Rubygems.org AWS Root Access Event – September 2025

https://rubycentral.org/news/rubygems-org-aws-root-access-event-september-2025/

Rubygems.org AWS Root Access Event – September 2025

As part of standard incident-response practice, Ruby Central is publishing the following post-incident review to the public. This document summarizes the September 2025 AWS root-access event, what occurred, what we verified, and the actions we’ve taken to strengthen our security processes.

Ruby Central

AWS account root access on a language package registry for 11 days. Not EC2 root - AWS account root. Complete control over IAM, S3, CloudTrail, every-damn-thing.

They're claiming "no evidence of compromise" based on CloudTrail logs that AWS root could have deleted or modified. They even admit they "Enabled AWS CloudTrail" after regaining control - meaning CloudTrail wasn't running during the compromise window.

You cannot verify supply chain integrity from logs on a system where root was compromised, and you definitely can't verify it when the logs didn't exist (they enabled them during remediation?).

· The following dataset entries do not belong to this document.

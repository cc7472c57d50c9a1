//! Staged NFA → DFA subset construction over an indexed store.
//!
//! The input is a vertex-labeled directed graph: each vertex may be
//! `nullable` (matches the empty input) and may match terminal symbols from
//! a finite alphabet. Epsilon transitions are outgoing edges of nullable
//! vertices. The output is an equivalent DFA, materialized in stages:
//! [`DfaBuilder::compute_some_transitions`] resolves a bounded batch of
//! transitions per call, so the exponential blow-up never has to fit in
//! memory at once and callers can pause and resume the work.
//!
//! All intermediate data lives in an indexed store ([`store::Store`]) that
//! can be snapshotted to a versioned file and reopened later.

pub mod builder;
pub mod closure;
pub mod codec;
pub mod error;
pub mod expand;
pub mod load;
pub mod reduce;
pub mod registry;
pub mod store;

pub use builder::DfaBuilder;
pub use error::{Error, OracleError, Result};
pub use load::NfaDecl;
pub use store::StorageDsn;

/// NFA vertex identifier.
pub type VertexId = u32;
/// Terminal input symbol.
pub type InputId = u32;
/// Interned DFA state identifier.
pub type StateId = u32;
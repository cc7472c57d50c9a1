//! Dead-state reducer.
//!
//! Once the caller knows which vertex sets accept, every state with no
//! forward path to an accepting state is unproductive: all transitions
//! leading into that region are redirected at the single dead sink and the
//! region itself is deleted. The resulting DFA accepts the same language
//! and has exactly one dead state.
//!
//! The pass is idempotent: on an already-cleaned automaton the live set is
//! unchanged, every redirect is a no-op, and nothing is deleted.

use std::collections::VecDeque;

use log::debug;
use rustc_hash::{FxHashMap, FxHashSet};

use crate::codec;
use crate::error::{Error, OracleError, Result};
use crate::store::Store;
use crate::{InputId, StateId, VertexId};

/// Redirect and drop every non-live state. Returns the accepting state IDs
/// in ascending order.
pub(crate) fn cleanup_dead_states<A>(
    store: &mut Store,
    dead: StateId,
    accepts: &mut A,
) -> Result<Vec<StateId>>
where
    A: FnMut(&[VertexId]) -> std::result::Result<bool, OracleError>,
{
    // Read phase: acceptance per state, then backward reachability from the
    // accepting states over a reverse-adjacency index. An oracle failure
    // aborts here, before any write.
    let mut accepting: Vec<StateId> = Vec::new();
    for (&id, row) in &store.states {
        let vertices = codec::decode(&row.key)?;
        let hit = accepts(&vertices).map_err(|source| Error::AcceptsOracle { state: id, source })?;
        if hit {
            accepting.push(id);
        }
    }

    let mut rev: FxHashMap<StateId, Vec<StateId>> = FxHashMap::default();
    for (&(src, _input), &dst) in &store.transitions {
        if let Some(dst) = dst {
            rev.entry(dst).or_default().push(src);
        }
    }

    let mut live: FxHashSet<StateId> = accepting.iter().copied().collect();
    let mut worklist: VecDeque<StateId> = accepting.iter().copied().collect();
    while let Some(s) = worklist.pop_front() {
        if let Some(preds) = rev.get(&s) {
            for &p in preds {
                if live.insert(p) {
                    worklist.push_back(p);
                }
            }
        }
    }

    // Write phase: redirect every resolved transition that leads outside
    // the live set, then delete the non-live states. Each deleted state
    // takes its own transition rows with it.
    for dst in store.transitions.values_mut() {
        if let Some(d) = *dst {
            if !live.contains(&d) {
                *dst = Some(dead);
            }
        }
    }

    let doomed: Vec<StateId> = store
        .states
        .keys()
        .copied()
        .filter(|&s| s != dead && !live.contains(&s))
        .collect();
    for &s in &doomed {
        delete_state(store, s);
    }

    debug!(
        "cleanup: {} accepting, {} live, {} states deleted",
        accepting.len(),
        live.len(),
        doomed.len(),
    );
    Ok(accepting)
}

fn delete_state(store: &mut Store, id: StateId) {
    if let Some(row) = store.states.remove(&id) {
        store.by_key.remove(&row.key);
        let inputs: Vec<InputId> = store.alphabet.iter().copied().collect();
        for input in inputs {
            store.transitions.remove(&(id, input));
            store.pending.remove(&(row.distance, id, input));
        }
    }
}
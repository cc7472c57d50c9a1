//! DFA-state interning.
//!
//! States are keyed by the canonical encoding of their vertex set and get
//! stable dense IDs in creation order. Interning a new state also inserts
//! one unresolved transition row per alphabet symbol with that state as
//! source, so "list outstanding work" stays a trivial scan of the pending
//! queue and every state always owns exactly one `(src, input)` row per
//! symbol, resolved or not.

use log::trace;

use crate::codec::SetAccumulator;
use crate::error::{Error, Result};
use crate::store::{StateRow, Store};
use crate::{StateId, VertexId};

/// Close `vertices` under epsilon, canonicalize, and intern the result.
///
/// Returns the existing ID when the closed set was seen before. Unknown
/// vertex IDs are rejected; the base tables are immutable after load, so
/// there is nothing sensible to register them as.
pub(crate) fn find_or_create(
    store: &mut Store,
    vertices: &[VertexId],
    distance: u32,
) -> Result<StateId> {
    let mut acc = SetAccumulator::new();
    for &v in vertices {
        let closure = store.closure.get(&v).ok_or(Error::UnknownVertex(v))?;
        acc.extend_from_slice(closure);
    }
    Ok(intern_key(store, acc.finish(), distance).0)
}

/// Intern a canonical key, allocating work rows on creation.
///
/// Returns the state ID and whether the state was newly created. The
/// distance hint is fixed at creation; later sightings of the same key do
/// not lower it.
pub(crate) fn intern_key(store: &mut Store, key: Vec<u8>, distance: u32) -> (StateId, bool) {
    if let Some(&id) = store.by_key.get(&key) {
        return (id, false);
    }

    let id = store.next_state_id;
    store.next_state_id += 1;
    store.by_key.insert(key.clone(), id);
    trace!("interned state {} distance {} key {:?}", id, distance, key);
    store.states.insert(id, StateRow { key, distance });

    for &input in &store.alphabet {
        store.transitions.insert((id, input), None);
        store.pending.insert((distance, id, input));
    }

    (id, true)
}
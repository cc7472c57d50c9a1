//! Canonical byte-string encoding of vertex sets.
//!
//! A DFA state is a set of NFA vertices, and its identity is the canonical
//! encoding of that set: the sorted, deduplicated vertex IDs emitted as an
//! ASCII JSON array with no interior whitespace (`[]`, `[1,5,9]`). Two sets
//! are equal iff their encodings are byte-identical, which makes the
//! encoding directly usable as an interning key and gives keys a total
//! byte-string order.

use crate::error::{Error, Result};
use crate::VertexId;

/// Encode a multiset of vertex IDs as its canonical key.
pub fn encode(vertices: &[VertexId]) -> Vec<u8> {
    let mut sorted = vertices.to_vec();
    sorted.sort_unstable();
    sorted.dedup();
    encode_sorted(&sorted)
}

/// Encode a slice that is already sorted ascending and deduplicated.
pub(crate) fn encode_sorted(sorted: &[VertexId]) -> Vec<u8> {
    let mut out = String::with_capacity(2 + sorted.len() * 4);
    out.push('[');
    for (n, v) in sorted.iter().enumerate() {
        if n > 0 {
            out.push(',');
        }
        out.push_str(&v.to_string());
    }
    out.push(']');
    out.into_bytes()
}

/// Decode a canonical key back into its sorted vertex list.
pub fn decode(key: &[u8]) -> Result<Vec<VertexId>> {
    serde_json::from_slice(key).map_err(|_| Error::MalformedKey)
}

/// Aggregate form of the codec.
///
/// Grouped queries push vertices in whatever order the join produces them;
/// `finish` canonicalizes and encodes in one step, so the canonical key is
/// produced inside the aggregation instead of on a materialized list.
#[derive(Debug, Default)]
pub struct SetAccumulator {
    items: Vec<VertexId>,
}

impl SetAccumulator {
    pub fn new() -> Self {
        SetAccumulator { items: Vec::new() }
    }

    pub fn push(&mut self, v: VertexId) {
        self.items.push(v);
    }

    pub fn extend_from_slice(&mut self, vs: &[VertexId]) {
        self.items.extend_from_slice(vs);
    }

    /// Finalize: sort, dedup, encode.
    pub fn finish(mut self) -> Vec<u8> {
        self.items.sort_unstable();
        self.items.dedup();
        encode_sorted(&self.items)
    }
}
use std::sync::Arc;

use anyhow::Result;
use clap::{Parser, Subcommand};
use log::info;
use tokio::sync::Mutex;

use cube::manager::{self, Manager, ManagerServer};
use cube::worker::{self, TaskServer, Worker};

#[derive(Parser)]
#[command(name = "cube", version, about = "A small two-tier container orchestrator")]
struct Cli {
    #[command(subcommand)]
    command: Command,
}

#[derive(Subcommand)]
enum Command {
    /// Run a worker node: lifecycle, reconciler and stats loops plus the
    /// worker API.
    Worker {
        #[arg(long, env = "CUBE_WORKER_HOST", default_value = "0.0.0.0")]
        host: String,
        #[arg(long, env = "CUBE_WORKER_PORT", default_value_t = 5555)]
        port: u16,
        #[arg(long, default_value = "worker-1")]
        name: String,
    },
    /// Run the manager: scheduling, reconciliation and health-check loops
    /// plus the manager API.
    Manager {
        #[arg(long, env = "CUBE_MANAGER_HOST", default_value = "0.0.0.0")]
        host: String,
        #[arg(long, env = "CUBE_MANAGER_PORT", default_value_t = 5556)]
        port: u16,
        /// Worker addresses (host:port, comma separated). Defaults to the
        /// CUBE_WORKER_HOST/CUBE_WORKER_PORT pair.
        #[arg(long, value_delimiter = ',')]
        workers: Vec<String>,
    },
}

#[tokio::main]
async fn main() -> Result<()> {
    env_logger::Builder::from_env(env_logger::Env::default().default_filter_or("info")).init();

    match Cli::parse().command {
        Command::Worker { host, port, name } => run_worker(host, port, name).await,
        Command::Manager {
            host,
            port,
            workers,
        } => run_manager(host, port, workers).await,
    }
}

async fn run_worker(host: String, port: u16, name: String) -> Result<()> {
    info!("starting cube worker {name}");
    let worker = Arc::new(Mutex::new(Worker::new(&name)));

    tokio::spawn(worker::run_tasks(worker.clone()));
    tokio::spawn(worker::update_tasks(worker.clone()));
    tokio::spawn(worker::collect_stats(worker.clone()));

    TaskServer::new(worker, &host, port).start_server().await?;
    Ok(())
}

async fn run_manager(host: String, port: u16, workers: Vec<String>) -> Result<()> {
    let workers = if workers.is_empty() {
        let worker_host =
            std::env::var("CUBE_WORKER_HOST").unwrap_or_else(|_| "localhost".to_string());
        let worker_port = std::env::var("CUBE_WORKER_PORT").unwrap_or_else(|_| "5555".to_string());
        vec![format!("{worker_host}:{worker_port}")]
    } else {
        workers
    };

    info!("starting cube manager with workers {workers:?}");
    let manager = Arc::new(Mutex::new(Manager::new(workers)));

    tokio::spawn(manager::process_tasks(manager.clone()));
    tokio::spawn(manager::update_tasks(manager.clone()));
    tokio::spawn(manager::do_health_checks(manager.clone()));

    ManagerServer::new(manager, &host, port)
        .start_server()
        .await?;
    Ok(())
}
use std::sync::Arc;

use axum::extract::rejection::JsonRejection;
use axum::extract::{Path, State as AxumState};
use axum::http::StatusCode;
use axum::response::{IntoResponse, Response};
use axum::routing::{delete, get};
use axum::{Json, Router};
use chrono::Utc;
use log::{info, warn};
use tokio::net::TcpListener;
use tokio::sync::Mutex;
use uuid::Uuid;

use super::stats::{get_stats, SystemStats};
use super::types::{ErrResponse, TaskServer, Worker};
use crate::tasks::types::{Action, Task, TaskEvent};

impl TaskServer {
    pub fn new(worker: Arc<Mutex<Worker>>, address: &str, port: u16) -> Self {
        TaskServer {
            worker,
            address: address.to_string(),
            port,
        }
    }

    pub fn router(worker: Arc<Mutex<Worker>>) -> Router {
        Router::new()
            .route("/tasks", get(Self::get_tasks).post(Self::start_task))
            .route("/tasks/{taskID}", delete(Self::stop_task))
            .route("/stats", get(Self::get_stats))
            .with_state(worker)
    }

    pub async fn start_server(self) -> std::io::Result<()> {
        info!("starting worker API on {}:{}", self.address, self.port);
        let listener = TcpListener::bind((self.address.as_str(), self.port)).await?;
        axum::serve(listener, Self::router(self.worker)).await
    }

    async fn get_tasks(AxumState(worker): AxumState<Arc<Mutex<Worker>>>) -> Json<Vec<Task>> {
        Json(worker.lock().await.get_tasks())
    }

    async fn start_task(
        AxumState(worker): AxumState<Arc<Mutex<Worker>>>,
        payload: Result<Json<TaskEvent>, JsonRejection>,
    ) -> Response {
        let Json(event) = match payload {
            Ok(payload) => payload,
            Err(rejection) => {
                let msg = format!("error unmarshalling body: {rejection}");
                warn!("{msg}");
                return (
                    StatusCode::BAD_REQUEST,
                    Json(ErrResponse {
                        http_status_code: 400,
                        message: msg,
                    }),
                )
                    .into_response();
            }
        };

        let task = event.task.clone();
        worker.lock().await.add_task(event);
        info!("added task {}", task.id);
        (StatusCode::CREATED, Json(task)).into_response()
    }

    async fn stop_task(
        AxumState(worker): AxumState<Arc<Mutex<Worker>>>,
        Path(task_id): Path<String>,
    ) -> Response {
        let Ok(id) = Uuid::parse_str(&task_id) else {
            warn!("invalid task id in request: {task_id}");
            return StatusCode::BAD_REQUEST.into_response();
        };

        let mut w = worker.lock().await;
        let Some(task) = w.db.get(&id).cloned() else {
            warn!("no task with id {id} found");
            return StatusCode::NOT_FOUND.into_response();
        };

        let event = TaskEvent {
            id: Uuid::new_v4(),
            action: Action::Stop,
            timestamp: Some(Utc::now()),
            task: task.clone(),
        };
        w.add_task(event);

        info!(
            "added stop event for task {} (container {:?})",
            task.id, task.container_id
        );
        StatusCode::NO_CONTENT.into_response()
    }

    async fn get_stats(AxumState(worker): AxumState<Arc<Mutex<Worker>>>) -> Json<SystemStats> {
        let mut w = worker.lock().await;
        match w.stats.clone() {
            Some(sample) => Json(sample),
            None => {
                // First scrape can land before the sampler's first tick.
                w.sys.refresh_all();
                let sample = get_stats(&w.sys, w.db.len() as u64);
                Json(sample)
            }
        }
    }
}
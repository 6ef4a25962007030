use std::collections::{HashMap, VecDeque};
use std::sync::Arc;

use thiserror::Error;
use tokio::sync::Mutex;
use uuid::Uuid;

use crate::tasks::types::{Task, TaskEvent};

/// The manager owns the authoritative task view and the placement maps.
/// `worker_task_map` and `task_worker_map` are kept exact inverses.
pub struct Manager {
    pub pending: VecDeque<TaskEvent>,
    pub task_db: HashMap<Uuid, Task>,
    pub event_db: HashMap<Uuid, TaskEvent>,
    pub workers: Vec<String>,
    pub worker_task_map: HashMap<String, Vec<Uuid>>,
    pub task_worker_map: HashMap<Uuid, String>,
    pub last_worker: usize,
    pub client: reqwest::Client,
}

#[derive(Debug, Error)]
pub enum ManagerError {
    #[error("error connecting to {url}: {source}")]
    Transport {
        url: String,
        #[source]
        source: reqwest::Error,
    },
    #[error("error decoding response from {url}: {source}")]
    Decode {
        url: String,
        #[source]
        source: reqwest::Error,
    },
    #[error("worker response error ({code}): {message}")]
    WorkerResponse { code: u16, message: String },
    #[error("task {0} has no published host port")]
    NoHostPort(Uuid),
    #[error("health check for task {task} returned {status}")]
    Unhealthy { task: Uuid, status: u16 },
}

/// The manager's HTTP control surface, where users submit task events.
pub struct ManagerServer {
    pub manager: Arc<Mutex<Manager>>,
    pub address: String,
    pub port: u16,
}
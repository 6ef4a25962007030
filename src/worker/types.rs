use std::collections::{HashMap, VecDeque};
use std::sync::Arc;

use serde::{Deserialize, Serialize};
use thiserror::Error;
use tokio::sync::Mutex;
use uuid::Uuid;

use super::stats::SystemStats;
use crate::tasks::docker::DockerError;
use crate::tasks::types::{Action, State, Task, TaskEvent};

/// A worker owns the tasks placed on its node: a FIFO event queue and the
/// authoritative local task table.
pub struct Worker {
    pub name: String,
    pub queue: VecDeque<TaskEvent>,
    pub db: HashMap<Uuid, Task>,
    pub task_count: u64,
    pub stats: Option<SystemStats>,
    pub sys: sysinfo::System,
}

#[derive(Debug, Error)]
pub enum WorkerError {
    #[error("no tasks in the queue")]
    EmptyQueue,
    #[error("invalid transition: {action:?} not allowed from {state:?}")]
    InvalidStateTransition { action: Action, state: State },
    #[error("action {0:?} is not handled by the worker")]
    UnsupportedAction(Action),
    #[error("task {0} has no container id")]
    MissingContainerId(Uuid),
    #[error(transparent)]
    Docker(#[from] DockerError),
}

/// The worker's HTTP control surface, scraped by the manager.
pub struct TaskServer {
    pub worker: Arc<Mutex<Worker>>,
    pub address: String,
    pub port: u16,
}

/// Error envelope returned by both control surfaces.
#[derive(Debug, Clone, Serialize, Deserialize)]
pub struct ErrResponse {
    #[serde(rename = "HTTPStatusCode")]
    pub http_status_code: u16,
    #[serde(rename = "Message")]
    pub message: String,
}
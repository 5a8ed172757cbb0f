use image::imageops::FilterType;
use image::RgbImage;
use std::fmt;
use std::str::FromStr;

const HASH_SIDE: u32 = 8;

/// 64-bit average hash of a card's art.
#[derive(Debug, Clone, Copy, PartialEq, Eq, Hash)]
pub struct ArtHash(u64);

impl ArtHash {
    /// Grayscale, shrink to 8x8, then one bit per cell: set when the cell is
    /// brighter than the mean. Bits are packed row-major, most significant first.
    pub fn compute(image: &RgbImage) -> Option<Self> {
        if image.width() == 0 || image.height() == 0 {
            return None;
        }

        let gray = image::imageops::grayscale(image);
        let small = image::imageops::resize(&gray, HASH_SIDE, HASH_SIDE, FilterType::Triangle);

        let total: u32 = small.pixels().map(|p| p.0[0] as u32).sum();
        let mean = total as f32 / (HASH_SIDE * HASH_SIDE) as f32;

        let bits = small
            .pixels()
            .fold(0u64, |acc, p| (acc << 1) | u64::from(p.0[0] as f32 > mean));
        Some(Self(bits))
    }

    pub fn from_bits(bits: u64) -> Self {
        Self(bits)
    }

    pub fn bits(&self) -> u64 {
        self.0
    }

    pub fn distance(&self, other: &ArtHash) -> u32 {
        (self.0 ^ other.0).count_ones()
    }
}

impl fmt::Display for ArtHash {
    fn fmt(&self, f: &mut fmt::Formatter<'_>) -> fmt::Result {
        write!(f, "{:016x}", self.0)
    }
}

impl FromStr for ArtHash {
    type Err = std::num::ParseIntError;

    fn from_str(s: &str) -> Result<Self, Self::Err> {
        u64::from_str_radix(s, 16).map(Self)
    }
}

/// Closest entry by Hamming distance; ties keep the earliest entry.
pub fn nearest<'a, T>(
    target: &ArtHash,
    entries: impl IntoIterator<Item = &'a (ArtHash, T)>,
) -> Option<(&'a T, u32)>
where
    T: 'a,
{
    let mut best: Option<(&'a T, u32)> = None;
    for (hash, value) in entries {
        let distance = target.distance(hash);
        if best.map_or(true, |(_, d)| distance < d) {
            best = Some((value, distance));
        }
    }
    best
}
use anyhow::{bail, Context, Result};
use image::{ImageFormat, RgbImage};
use std::path::PathBuf;
use std::process::Command;
use tracing::debug;

use super::collaborators::OcrEngine;

/// Single-line OCR through the `tesseract` command-line tool.
pub struct TesseractOcr {
    binary: PathBuf,
}

impl TesseractOcr {
    pub fn new(binary: impl Into<PathBuf>) -> Self {
        Self {
            binary: binary.into(),
        }
    }
}

impl OcrEngine for TesseractOcr {
    fn read(&self, image: &RgbImage) -> Result<String> {
        let input = tempfile::Builder::new()
            .prefix("arenascan-ocr-")
            .suffix(".png")
            .tempfile()?;
        image
            .save_with_format(input.path(), ImageFormat::Png)
            .context("Failed to write OCR input")?;

        let output = Command::new(&self.binary)
            .arg(input.path())
            .arg("stdout")
            .args(["--psm", "7", "-l", "eng"])
            .output()
            .with_context(|| format!("Failed to run {}", self.binary.display()))?;

        if !output.status.success() {
            bail!(
                "tesseract exited with {}: {}",
                output.status,
                String::from_utf8_lossy(&output.stderr).trim()
            );
        }

        let text = String::from_utf8_lossy(&output.stdout).into_owned();
        debug!("OCR read {:?}", text.trim());
        Ok(text)
    }
}
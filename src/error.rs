use thiserror::Error;

use crate::scanner::geometry::Rect;

/// Failures that end a calibration attempt. None of them leave a tile set behind.
#[derive(Debug, Error)]
pub enum CalibrationError {
    #[error("manual calibration aborted by user")]
    Aborted,

    #[error("manual calibration incomplete: {marked} of {expected} corner points marked")]
    Incomplete { marked: usize, expected: usize },

    #[error("card {index} was marked with a zero-area region; please retry calibration")]
    DegenerateRegion { index: usize },

    #[error("card region {0:?} is too small to hold title and pip bands")]
    CardTooSmall(Rect),

    #[error("a tile set needs between 1 and {max} tiles, got {count}")]
    InvalidTileCount { count: usize, max: usize },
}

#[derive(Debug, Error)]
pub enum TileSetError {
    #[error("calibration file I/O failed: {0}")]
    Io(#[from] std::io::Error),

    #[error("calibration file is not valid JSON: {0}")]
    Json(#[from] serde_json::Error),

    #[error("tile {index} is inconsistent: {reason}")]
    InvalidTile { index: usize, reason: &'static str },

    #[error(transparent)]
    Calibration(#[from] CalibrationError),
}
use chrono::{DateTime, Utc};
use serde::{Deserialize, Serialize};
use sqlx::FromRow;

/// Resolved identity of a printed card, as returned by the lookup service or a cache.
#[derive(Debug, Clone, PartialEq, Eq, Serialize, Deserialize)]
pub struct CardIdentity {
    pub name: String,
    pub external_id: String,
    pub external_uri: String,
    pub set_code: Option<String>,
}

/// One row of the `collection` table.
#[derive(Debug, Clone, PartialEq, Serialize, Deserialize, FromRow)]
pub struct CollectionRecord {
    pub name: String,
    pub owned_count: i64,
    pub external_id: Option<String>,
    #[sqlx(rename = "uri")]
    pub external_uri: Option<String>,
    #[sqlx(rename = "updated_at")]
    pub last_updated: DateTime<Utc>,
}

#[derive(Debug, Clone, FromRow)]
pub struct OcrCacheRow {
    pub name: String,
    pub external_id: String,
    pub uri: String,
    pub set_code: Option<String>,
}

impl From<OcrCacheRow> for CardIdentity {
    fn from(row: OcrCacheRow) -> Self {
        Self {
            name: row.name,
            external_id: row.external_id,
            external_uri: row.uri,
            set_code: row.set_code,
        }
    }
}

#[derive(Debug, Clone, FromRow)]
pub struct ArtCacheRow {
    pub hash: String,
    pub name: String,
    pub external_id: String,
    pub uri: String,
}

#[derive(Debug, Clone, Default, PartialEq, Eq, Serialize, Deserialize)]
pub struct ScanStats {
    pub pages: usize,
    pub tiles_identified: usize,
    pub tiles_unidentified: usize,
}

#[derive(Debug, Clone, Default, PartialEq, Eq)]
pub struct PageSummary {
    pub identified: usize,
    pub unidentified: usize,
}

So basically, somebody correct me here if I'm wrong but ... Every gem published Sept 19-30 is suspect. Production Ruby applications running code from that window have no way to verify it wasn't backdoored. The correct response is to freeze publishing, rebuild from scratch (including re-publishing any packages published at the time? Ugh I don't even know how to do this! ) , and verify against offline backups. Instead they rotated passwords and called it done.

Isn't the subtext of this post pretty clearly that the unauthorized actor was Andre Arko, who had until days prior all the same access to RubyGems.org already?

The impression I have reading this is that they're going out of their way to make it clear they believe it was him, but aren't naming him because doing so would be accusing him of a criminal act.

Let's say that they are 100% correct, we parse the subtext as text, it was totally him.

We still do not know the critical details of how (and when) he stored the root password he copied out of their password manager (encrypted in his own password manager? on his pwned laptop? in dropbox? we'll never know!) therefore the whole chain of custody is still broken.

The leading contender to replace RubyGems has Andre Arko as a charter member, so this all seems very salient.